In Competition No. 2884 you were invited to submit a poem in praise or dispraise of beards.
The beard has been rehabilitated since the dark days of Mr Twit, Jimmy Hill and The Joy of Sex. It will, as Ekow Eshun points out in his insightful essay ‘Welcome to Beardland-ia’, one day stand as ‘the definitive visual shorthand for the early 21st century, as the moustache is for the Seventies and a pair of mutton chops for Regency England’.
A large entry was evenly split between pogonophiles and pogonophobes. Susan de Sola, Debora Garber and Jonathan Taylor stood out. The winners, printed below, net £25. Basil Ransome-Davies takes £30.

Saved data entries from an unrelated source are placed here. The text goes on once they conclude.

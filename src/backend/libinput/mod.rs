//! libinput-backed device registry and event translation.
//!
//! [`Connection::spawn`] starts a dedicated worker thread hosting the seat session and
//! the libinput context. The worker enumerates devices, resolves their configuration,
//! translates every native event into a typed [`InputEvent`] and pushes it into the
//! shared [`EventQueue`], waking the compositor thread on the empty→non-empty edge.
//! The compositor side keeps a handle used to issue commands (suspend/resume,
//! configuration reloads, LED updates) which are applied on the worker.

use std::collections::HashMap;
use std::io;
use std::os::unix::io::{AsFd, OwnedFd};
use std::path::Path;
use std::sync::{mpsc, Arc, Mutex};
use std::thread;

use calloop::{
    channel, EventLoop, EventSource, Interest, LoopSignal, Mode, Poll, PostAction, Readiness, Token,
    TokenFactory,
};
use indexmap::IndexMap;
use input as libinput;
use input::event;
use input::event::EventTrait;
use rustix::fs::OFlags;
use tracing::{debug, debug_span, error, info, trace, warn};

use crate::backend::session::libseat::LibSeatSession;
use crate::backend::session::{AsErrno, Session, SessionEvent};
use crate::input::device::{DeviceCapabilities, DeviceHandle, InputDevice, Leds};
use crate::input::event as events;
use crate::input::event::InputEvent;
use crate::input::queue::EventQueue;
use crate::utils::clock::{Clock, Monotonic};
use crate::utils::{Normalized, Point, Rectangle, Size};

mod config;
mod tablet;

pub use self::config::{ConfigError, DeviceConfigStore, DeviceProfile};

/// Notifications about the seat session, forwarded from the worker thread
#[derive(Debug, Clone, Copy, PartialEq, Eq)]
pub enum SessionNotice {
    /// The session became active again and devices have been resumed
    Activated,
    /// The session was moved to the background and devices have been suspended
    Paused,
    /// The session channel was lost. This is fatal; the compositor is expected to log
    /// and exit.
    Lost,
}

/// Errors that can happen while bringing up the input backend.
///
/// All of these are fatal.
#[derive(Debug, thiserror::Error)]
pub enum ConnectError {
    /// Starting the worker thread failed
    #[error("Failed to spawn the input thread")]
    Thread(#[source] io::Error),
    /// Opening the seat session failed
    #[error("Failed to open the seat session")]
    Session,
    /// The libinput context could not be bound to the seat
    #[error("Failed to assign seat {0} to the libinput context")]
    SeatAssign(String),
    /// The worker event loop could not be created
    #[error("Failed to create the input event loop")]
    EventLoop(#[source] calloop::Error),
}

#[derive(Debug)]
enum Command {
    Suspend,
    Resume,
    ReloadPointerConfig,
    UpdateLeds(Leds),
    SetDeviceEnabled { sysname: String, enabled: bool },
    SetTouchpadsEnabled(bool),
    ToggleTouchpads,
    Shutdown,
}

/// Compositor-side handle of the libinput worker thread.
///
/// Dropping the handle shuts the worker down and joins it.
#[derive(Debug)]
pub struct Connection {
    devices: Arc<Mutex<IndexMap<String, DeviceHandle>>>,
    commands: channel::Sender<Command>,
    seat_name: String,
    worker: Option<thread::JoinHandle<()>>,
}

impl Connection {
    /// Open the seat session and start the input worker.
    ///
    /// Translated events arrive in `queue`; its wake source drives the compositor-side
    /// drain. The returned channel delivers [`SessionNotice`]s and has to be inserted
    /// into the compositor event loop. Every error is fatal.
    pub fn spawn(
        config: DeviceConfigStore,
        queue: Arc<EventQueue>,
    ) -> Result<(Connection, channel::Channel<SessionNotice>), ConnectError> {
        let (commands, command_channel) = channel::channel();
        let (notices, notice_channel) = channel::channel();
        let (setup_tx, setup_rx) = mpsc::channel();
        let devices = Arc::new(Mutex::new(IndexMap::new()));

        let shared_devices = devices.clone();
        let worker = thread::Builder::new()
            .name("input-connection".into())
            .spawn(move || {
                worker_thread(config, queue, shared_devices, command_channel, notices, setup_tx)
            })
            .map_err(ConnectError::Thread)?;

        match setup_rx.recv() {
            Ok(Ok(seat_name)) => Ok((
                Connection {
                    devices,
                    commands,
                    seat_name,
                    worker: Some(worker),
                },
                notice_channel,
            )),
            Ok(Err(err)) => {
                let _ = worker.join();
                Err(err)
            }
            Err(_) => {
                let _ = worker.join();
                Err(ConnectError::Session)
            }
        }
    }

    /// Name of the seat the backend is bound to
    pub fn seat_name(&self) -> &str {
        &self.seat_name
    }

    #[cfg(feature = "dbus")]
    pub(crate) fn device_table(&self) -> Arc<Mutex<IndexMap<String, DeviceHandle>>> {
        self.devices.clone()
    }

    /// Look a device up by its system name
    pub fn device(&self, sysname: &str) -> Option<DeviceHandle> {
        self.devices.lock().unwrap().get(sysname).cloned()
    }

    /// All currently registered devices, in registration order
    pub fn devices(&self) -> Vec<DeviceHandle> {
        self.devices.lock().unwrap().values().cloned().collect()
    }

    /// System names of all currently registered devices, in registration order
    pub fn devices_sysnames(&self) -> Vec<String> {
        self.devices.lock().unwrap().keys().cloned().collect()
    }

    /// Suspend event processing, as if the session had been paused
    pub fn suspend(&self) {
        let _ = self.commands.send(Command::Suspend);
    }

    /// Resume event processing after [`suspend`](Self::suspend)
    pub fn resume(&self) {
        let _ = self.commands.send(Command::Resume);
    }

    /// Re-read the configuration store and re-apply it to all pointer devices.
    ///
    /// This is what the settings broadcast (change type 3, argument 0) triggers.
    pub fn reload_pointer_config(&self) {
        let _ = self.commands.send(Command::ReloadPointerConfig);
    }

    /// Push a new LED state to all keyboard devices
    pub fn update_leds(&self, leds: Leds) {
        let _ = self.commands.send(Command::UpdateLeds(leds));
    }

    /// Enable or disable event processing of one device
    pub fn set_device_enabled(&self, device: &DeviceHandle, enabled: bool) {
        let _ = self.commands.send(Command::SetDeviceEnabled {
            sysname: device.sysname().to_owned(),
            enabled,
        });
    }

    /// Enable all touchpad devices
    pub fn enable_touchpads(&self) {
        let _ = self.commands.send(Command::SetTouchpadsEnabled(true));
    }

    /// Disable all touchpad devices
    pub fn disable_touchpads(&self) {
        let _ = self.commands.send(Command::SetTouchpadsEnabled(false));
    }

    /// Flip the enabled state of all touchpad devices
    pub fn toggle_touchpads(&self) {
        let _ = self.commands.send(Command::ToggleTouchpads);
    }
}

What are they concealing, those whiskers
That beardies who grow them embrace,
Those uberous bristles, self-seeding as thistles,
Which camouflage half of a face?
Is it merely a shortage of jawline,
A wish to look sage and mature
Or hoping to balance that elegant valance,
A stiffly upstanding coiffure?
Do they feel, in the depth of their mirrors,
That beards raise their status among us?
A curious fetish, so very Keith Flettish,
To fashion a cult of face-fungus.
When I read that the man of the moment
Is grossly hirsute I say ‘tosh!’,
Lip loftily curling and fingertips twirling
My Errol Flynn pencil moustache.
Happy the facially hirsute,
So warm and so manly, so snug,
With their features, as ’twere, in a fur suit,
With their over-lips covered with rug —
You’d all love to own one, confess it,
For a beard is so fully enjoyed —
From the glorious mass of a Blessed,
To the nervously kempt of a Freud,
From the very firm chinwag, a Lincoln,
To the whiskery lengths of Lao Tzu —
There are several styles that bear thinking:
Go, find the style perfect for you!
Perhaps you’ll be shot through with sable,
Perhaps you’ll be straggly and careless:
Either way you’ll disable the fable
That it’s sexy to walk around hairless.
I’ve cleared the obstacles that filled my path:
I’ve married them, or stabbed them in the back.